Well, of course you would have packed your solar charger for your cruise... right?


----------



## R. M. Reed (Nov 11, 2009)

911jason said:


> Well, of course you would have packed your solar charger for your cruise... right?


Ooooh, that's cool. I want one.


----------



## Susan in VA (Apr 3, 2009)

R. Reed said:


> Ooooh, that's cool. I want one.


So did I, until I read the reviews....


----------



## 911jason (Aug 17, 2009)

Well fine... here's another one then. $19.99


----------



## Bigal-sa (Mar 27, 2010)

Still unique to the list:
Nevil Shute & John Wyndham


----------



## Figment (Oct 27, 2008)

Stephen King and Pat Conroy (although it would break my heart to leave Terry Pratchett off this list).


----------



## SuzanneTyrpak (Aug 10, 2010)

Jane Austen -- because I love her characters.
Ruth Rendell -- because I love her twisted mind.

Suzanne


----------



## Travis haselton (Jul 24, 2010)

R. Reed said:


> Am I shipwrecked on an uncharted isle? In that case I probably brought a Kindle stuffed with many books on my round the world cruise and I can read forever. Never mind how I'll recharge it.
> 
> I could re-read the complete works of King happily, and all the Heinlein books of my youth. I'd have plenty of time to read that complete collection of Dickens available on Kindle. I should read more Twain than I have. I have only read five Discworlds and plan to read the rest....
> 
> This is too hard. Make me choose two people I can stand to live with the rest of my life, that would be easier.


If you take an orange or a graprefruit. poke a hole in it and let it soak up some gatorade. It will produce enough electricity to charge your devices. I am sure you could find some acidic fruit on an island and do something similar.


----------



## 911jason (Aug 17, 2009)

abovelaw said:


> If you take an orange or a graprefruit. poke a hole in it and let it soak up some gatorade. It will produce enough electricity to charge your devices. I am sure you could find some acidic fruit on an island and do something similar.


Okay MacGyver!


----------



## Travis haselton (Jul 24, 2010)

Thought youd like that lol. Oh yeah authors I would read forever. Eric Van Lustbager and Louis Lamour.


----------



## Jill1989 (Feb 4, 2010)

Nelson DeMille and Vince Flynn.  I have an unhealthy crush on Mitch Rapp (the main character is most of Flynn's books)


----------



## Cindy416 (May 2, 2009)

Jill1989 said:


> Nelson DeMille and Vince Flynn. I have an unhealthy crush on Mitch Rapp (the main character is most of Flynn's books)

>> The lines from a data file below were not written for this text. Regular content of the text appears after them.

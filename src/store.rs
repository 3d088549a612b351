use std::collections::BTreeMap;
use std::str::FromStr as _;

use anyhow::Context as _;
use chrono::NaiveDateTime;
use sqlx::sqlite::SqliteConnectOptions;
use sqlx::SqlitePool;
use tracing::{debug, info};

#[repr(transparent)]
#[derive(Debug, Clone, PartialEq, Eq, PartialOrd, Ord, sqlx::Type, serde::Deserialize)]
#[serde(transparent)]
#[sqlx(transparent)]
pub struct ListingId(String);

impl From<String> for ListingId {
    fn from(value: String) -> Self {
        Self(value)
    }
}

impl<'a> From<&'a str> for ListingId {
    fn from(value: &'a str) -> Self {
        Self(value.to_string())
    }
}

impl AsRef<str> for ListingId {
    fn as_ref(&self) -> &str {
        &self.0
    }
}

impl std::fmt::Display for ListingId {
    fn fmt(&self, f: &mut std::fmt::Formatter<'_>) -> std::fmt::Result {
        f.write_str(&self.0)
    }
}

/// One vehicle listing, normalized from the upstream payload.
#[derive(Debug, Clone, PartialEq)]
pub struct NormalizedCar {
    pub id: ListingId,
    pub title: String,
    pub price: String,
    pub link: String,
    pub image: String,
    pub source: String,
    pub transmission: String,
    pub features: BTreeMap<String, String>,
}

/// SQLite-backed store of every listing seen so far, keyed by the
/// upstream listing id.
#[derive(Clone)]
pub struct Store {
    pool: SqlitePool,
}

impl Store {
    pub async fn connect(database_url: &str) -> anyhow::Result<Self> {
        let options = SqliteConnectOptions::from_str(database_url)
            .with_context(|| format!("invalid database url - {database_url}"))?
            .create_if_missing(true);
        let pool = SqlitePool::connect_with(options)
            .await
            .context("Failed to open sqlite database")?;

        let store = Self { pool };
        store
            .create_tables()
            .await
            .context("Failed to create car_listings table")?;
        info!("Database tables verified/created successfully");

        Ok(store)
    }

    async fn create_tables(&self) -> sqlx::Result<()> {
        sqlx::query(
            r#"CREATE TABLE IF NOT EXISTS `car_listings` (
                `id` TEXT PRIMARY KEY,
                `title` TEXT NOT NULL,
                `price` TEXT NOT NULL,
                `link` TEXT NOT NULL,
                `image` TEXT NOT NULL,
                `source` TEXT NOT NULL,
                `transmission` TEXT NOT NULL,
                `features` TEXT NOT NULL,
                `created_at` TIMESTAMP NOT NULL,
                `updated_at` TIMESTAMP NOT NULL
            )"#,
        )
        .execute(&self.pool)
        .await
        .map(|_| ())
    }

    /// Inserts the listing or, when the id is already known, overwrites
    /// every mutable column and `updated_at`. Returns whether the listing
    /// was newly created.
    pub async fn upsert(&self, car: &NormalizedCar) -> sqlx::Result<bool> {
        self.upsert_at(car, chrono::Utc::now().naive_utc()).await
    }

    async fn upsert_at(&self, car: &NormalizedCar, now: NaiveDateTime) -> sqlx::Result<bool> {
        let features = serde_json::to_string(&car.features).unwrap_or_default();

        let mut tx = self.pool.begin().await?;
        let exists = sqlx::query_scalar::<_, String>(
            "SELECT `id` FROM `car_listings` WHERE `id` = ?",
        )
        .bind(&car.id)
        .fetch_optional(&mut *tx)
        .await?
        .is_some();

        if exists {
            sqlx::query(
                r#"UPDATE `car_listings` SET
                    `title` = ?, `price` = ?, `link` = ?, `image` = ?,
                    `source` = ?, `transmission` = ?, `features` = ?,
                    `updated_at` = ?
                WHERE `id` = ?"#,
            )
            .bind(&car.title)
            .bind(&car.price)
            .bind(&car.link)
            .bind(&car.image)
            .bind(&car.source)
            .bind(&car.transmission)
            .bind(&features)
            .bind(now)
            .bind(&car.id)
            .execute(&mut *tx)
            .await?;
            debug!("Updated existing car: {}", car.id);
        } else {
            sqlx::query(
                r#"INSERT INTO `car_listings` (
                    `id`, `title`, `price`, `link`, `image`,
                    `source`, `transmission`, `features`,
                    `created_at`, `updated_at`
                ) VALUES (?, ?, ?, ?, ?, ?, ?, ?, ?, ?)"#,
            )
            .bind(&car.id)
            .bind(&car.title)
            .bind(&car.price)
            .bind(&car.link)
            .bind(&car.image)
            .bind(&car.source)
            .bind(&car.transmission)
            .bind(&features)
            .bind(now)
            .bind(now)
            .execute(&mut *tx)
            .await?;
        }
        tx.commit().await?;

        Ok(!exists)
    }

    /// Removes listings whose `updated_at` is strictly older than
    /// `now - days`. A listing refreshed exactly at the threshold stays.
    pub async fn delete_older_than(&self, days: i64) -> sqlx::Result<u64> {
        self.delete_older_than_at(days, chrono::Utc::now().naive_utc())
            .await
    }

    async fn delete_older_than_at(&self, days: i64, now: NaiveDateTime) -> sqlx::Result<u64> {
        let cutoff = now - chrono::Duration::days(days);
        let result = sqlx::query("DELETE FROM `car_listings` WHERE `updated_at` < ?")
            .bind(cutoff)
            .execute(&self.pool)
            .await?;
        Ok(result.rows_affected())
    }

    pub async fn count(&self) -> sqlx::Result<i64> {
        sqlx::query_scalar("SELECT COUNT(*) FROM `car_listings`")
            .fetch_one(&self.pool)
            .await
    }
}

#[cfg(test)]
mod tests {
    use super::*;
    use chrono::NaiveDate;

    fn car(id: &str, price: &str) -> NormalizedCar {
        NormalizedCar {
            id: id.into(),
            title: "Skoda Octavia".to_string(),
            price: price.to_string(),
            link: format!("https://www.autoscout24.de/angebote/{id}"),
            image: "https://prod.pictures.autoscout24.net/abc.jpg".to_string(),
            source: "autoscout24".to_string(),
            transmission: "Automatik".to_string(),
            features: [("transmission".to_string(), "Automatik".to_string())]
                .into_iter()
                .collect(),
        }
    }

    fn at(days_ago: i64) -> NaiveDateTime {
        NaiveDate::from_ymd_opt(2024, 6, 30)
            .unwrap()
            .and_hms_opt(12, 0, 0)
            .unwrap()
            - chrono::Duration::days(days_ago)
    }

    async fn memory_store() -> Store {
        Store::connect("sqlite::memory:").await.unwrap()
    }

    async fn updated_at(store: &Store, id: &str) -> NaiveDateTime {
        sqlx::query_scalar("SELECT `updated_at` FROM `car_listings` WHERE `id` = ?")
            .bind(id)
            .fetch_one(&store.pool)
            .await
            .unwrap()
    }

    #[tokio::test]
    async fn upsert_reports_new_only_once() {
        let store = memory_store().await;

        assert!(store.upsert_at(&car("a1", "€ 10.000,-"), at(1)).await.unwrap());
        assert!(!store.upsert_at(&car("a1", "€ 9.500,-"), at(0)).await.unwrap());
        assert_eq!(store.count().await.unwrap(), 1);

        // the second sighting overwrote the mutable fields and advanced
        // the updated_at column
        let price: String =
            sqlx::query_scalar("SELECT `price` FROM `car_listings` WHERE `id` = ?")
                .bind("a1")
                .fetch_one(&store.pool)
                .await
                .unwrap();
        assert_eq!(price, "€ 9.500,-");
        assert_eq!(updated_at(&store, "a1").await, at(0));
    }

    #[tokio::test]
    async fn upsert_keeps_created_at() {
        let store = memory_store().await;
        store.upsert_at(&car("a1", "€ 10.000,-"), at(3)).await.unwrap();
        store.upsert_at(&car("a1", "€ 10.000,-"), at(1)).await.unwrap();

        let created_at: NaiveDateTime =
            sqlx::query_scalar("SELECT `created_at` FROM `car_listings` WHERE `id` = ?")
                .bind("a1")
                .fetch_one(&store.pool)
                .await
                .unwrap();
        assert_eq!(created_at, at(3));
    }

    #[tokio::test]
    async fn retention_removes_only_stale_listings() {
        let store = memory_store().await;
        store.upsert_at(&car("stale", "€ 1,-"), at(8)).await.unwrap();
        store.upsert_at(&car("fresh", "€ 1,-"), at(1)).await.unwrap();

        let deleted = store.delete_older_than_at(7, at(0)).await.unwrap();
        assert_eq!(deleted, 1);
        assert_eq!(store.count().await.unwrap(), 1);
        assert_eq!(updated_at(&store, "fresh").await, at(1));
    }

    #[tokio::test]
    async fn retention_boundary_is_strict() {
        let store = memory_store().await;
        store.upsert_at(&car("edge", "€ 1,-"), at(7)).await.unwrap();

        // updated_at exactly at the cutoff is not older than it
        let deleted = store.delete_older_than_at(7, at(0)).await.unwrap();
        assert_eq!(deleted, 0);
        assert_eq!(store.count().await.unwrap(), 1);
    }
}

I'm SO glad that someone else mentioned Nelson DeMille. I think he's fantastic! I'm ashamed to admit that I haven't read any Vince Flynn books, yet, but I do have quite a few paperbacks and Kindle versions. I'm sure once I start reading them, I'll want to read everything he's written, as it sounds as if he's my kind of writer.


----------



## arlissadams (Aug 14, 2010)

This may sound like a strange choice for a woman, but anything that Robert Crais writes...I absolutely love Elvis Cole and Joe Pike. Crais is a master at drawing the reader into the location and making you care about the characters. It's hard to resist Elvis Cole's wonderful sarcastic humor, particularly when it comes to assessing himself. Next is Lee Child. I was first introduced to Lee Child at a conference, and was captivated by Jack Reacher. You've never met anyone like him and probably never will, but you've got to cheer him on. Lee's personal presentation is that of an author who could certainly write this character. If you haven't read either of these authors, I heartily recommend them. Reacher isn't for the "faint of heart," so if you only adore cozy mysteries and romance, Reacher is not your guy!


----------



## MLPMom (Nov 27, 2009)

J.K. Rowlings for sure, I really wish she would write a new series. I just love her style of writing.

And as popular as he isn't to some, Nicholas Sparks. I love a good don't have to think love story. 

I have quite a few authors that I really love but, I don't love everything they have written (Nora Roberts and Charlaine Harris to name some). 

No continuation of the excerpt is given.